(What you should do)
Copy out each line of the data that includes the string "super".
Segment Start: Entries supplied
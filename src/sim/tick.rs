//! Fixed timestep simulation tick
//!
//! Phase order within one tick:
//! 1. power-up decay and dominant recompute
//! 2. guaranteed obstacle pass
//! 3. general spawn pass
//! 4. movement and despawn of the entities that were in the scene before step 2
//!
//! Entities spawned this tick are not moved until the next one.

use glam::Vec2;

use super::category::PowerupKind;
use super::entity::{MotionContext, Step};
use super::scheduler::{SpawnReport, SpawnSite};
use super::state::RunnerState;

/// Externally supplied inputs for a single tick
#[derive(Debug, Clone, Copy)]
pub struct TickInput {
    /// Current scroll speed (units/s)
    pub speed: f32,
    /// Player position, for magnet range checks
    pub player_pos: Vec2,
}

impl Default for TickInput {
    fn default() -> Self {
        Self {
            speed: crate::consts::INITIAL_SPEED,
            player_pos: Vec2::new(0.0, -400.0),
        }
    }
}

/// What happened during one tick
#[derive(Debug, Clone, Copy, Default, PartialEq, Eq)]
pub struct TickReport {
    pub spawn: SpawnReport,
    /// Entities returned to the pool registry
    pub despawned: u32,
}

/// Advance the runner state by one timestep
pub fn tick(state: &mut RunnerState, input: &TickInput, dt: f32) -> TickReport {
    state.time_ticks += 1;

    state.ledger.tick(dt);

    // Everything past this index is spawned this tick and must not move yet
    let movable = state.entities.len();

    let spawn = {
        let mut site = SpawnSite {
            pools: &mut state.pools,
            entities: &mut state.entities,
            lanes: state.lanes.as_ref(),
        };
        state.scheduler.tick(dt, input.speed, &mut site)
    };

    let ctx = MotionContext {
        speed: input.speed,
        player_pos: input.player_pos,
        magnet_active: state.ledger.is_active(PowerupKind::Magnet),
        lanes: state.lanes.as_ref(),
        tuning: &state.tuning.lifecycle,
    };

    let finished: Vec<usize> = state.entities[..movable]
        .iter_mut()
        .enumerate()
        .filter_map(|(i, entity)| (entity.update(&ctx, dt) == Step::Finished).then_some(i))
        .collect();

    // Reverse order keeps the remaining indices valid
    for &index in finished.iter().rev() {
        let entity = state.entities.remove(index);
        state.pools.release(entity);
    }

    TickReport {
        spawn,
        despawned: finished.len() as u32,
    }
}
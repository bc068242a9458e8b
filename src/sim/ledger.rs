//! Power-up ledger
//!
//! Tracks time-limited effects and resolves the dominant one: the most
//! recently activated effect that is still running. Reactivation resets the
//! countdown to the full duration, it never stacks.

use std::collections::BTreeMap;

use serde::{Deserialize, Serialize};

use super::category::PowerupKind;

/// A running power-up effect
#[derive(Debug, Clone, Copy, PartialEq, Serialize, Deserialize)]
pub struct PowerupRecord {
    pub kind: PowerupKind,
    /// Full duration (seconds)
    pub duration: f32,
    /// Seconds left
    pub remaining: f32,
    /// Ledger clock at activation
    pub activated_at: f64,
    /// Activation counter, breaks ties between same-time activations
    pub sequence: u64,
}

/// Active power-up effects and their configured durations
#[derive(Debug, Clone, Default, Serialize, Deserialize)]
pub struct PowerupLedger {
    durations: BTreeMap<PowerupKind, f32>,
    active: BTreeMap<PowerupKind, PowerupRecord>,
    /// Seconds since the ledger was created
    clock: f64,
    activations: u64,
    dominant: Option<PowerupKind>,
}

impl PowerupLedger {
    pub fn new(durations: BTreeMap<PowerupKind, f32>) -> Self {
        Self {
            durations,
            ..Default::default()
        }
    }

    /// Start (or restart) an effect at full duration.
    /// Kinds without a configured duration are ignored.
    pub fn activate(&mut self, kind: PowerupKind) {
        let Some(&duration) = self.durations.get(&kind) else {
            log::debug!("No duration configured for {}, activation ignored", kind.as_str());
            return;
        };

        self.activations += 1;
        self.active.insert(
            kind,
            PowerupRecord {
                kind,
                duration,
                remaining: duration,
                activated_at: self.clock,
                sequence: self.activations,
            },
        );
        self.recompute_dominant();
        log::debug!("Activated power-up {} for {}s", kind.as_str(), duration);
    }

    /// End an effect early
    pub fn deactivate(&mut self, kind: PowerupKind) {
        if self.active.remove(&kind).is_some() {
            self.recompute_dominant();
            log::debug!("Deactivated power-up {}", kind.as_str());
        }
    }

    /// Decay all effects by `dt` and drop the expired ones
    pub fn tick(&mut self, dt: f32) {
        self.clock += f64::from(dt);

        let before = self.active.len();
        self.active.retain(|kind, record| {
            record.remaining -= dt;
            if record.remaining <= 0.0 {
                log::debug!("Power-up {} expired", kind.as_str());
                false
            } else {
                true
            }
        });

        if self.active.len() != before {
            self.recompute_dominant();
        }
    }

    pub fn is_active(&self, kind: PowerupKind) -> bool {
        self.active.contains_key(&kind)
    }

    /// Remaining share of the effect in [0, 1]; 0 when inactive
    pub fn progress(&self, kind: PowerupKind) -> f32 {
        self.active
            .get(&kind)
            .map_or(0.0, |r| (r.remaining / r.duration).clamp(0.0, 1.0))
    }

    /// Seconds left on the effect, if active
    pub fn remaining(&self, kind: PowerupKind) -> Option<f32> {
        self.active.get(&kind).map(|r| r.remaining)
    }

    /// Most recently activated effect still running
    pub fn dominant(&self) -> Option<PowerupKind> {
        self.dominant
    }

    /// Running effects, ordered by kind
    pub fn records(&self) -> impl Iterator<Item = &PowerupRecord> {
        self.active.values()
    }

    /// Ledger clock (seconds)
    pub fn clock(&self) -> f64 {
        self.clock
    }

    fn recompute_dominant(&mut self) {
        self.dominant = self
            .active
            .values()
            .max_by(|a, b| {
                a.activated_at
                    .total_cmp(&b.activated_at)
                    .then(a.sequence.cmp(&b.sequence))
            })
            .map(|r| r.kind);
    }
}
Segment End: Entries supplied
(Solved exercise)
use super::category::PowerupKind;
use super::entity::{MotionContext, Step};
use super::scheduler::{SpawnReport, SpawnSite};
use super::state::RunnerState;
use super::category::PowerupKind;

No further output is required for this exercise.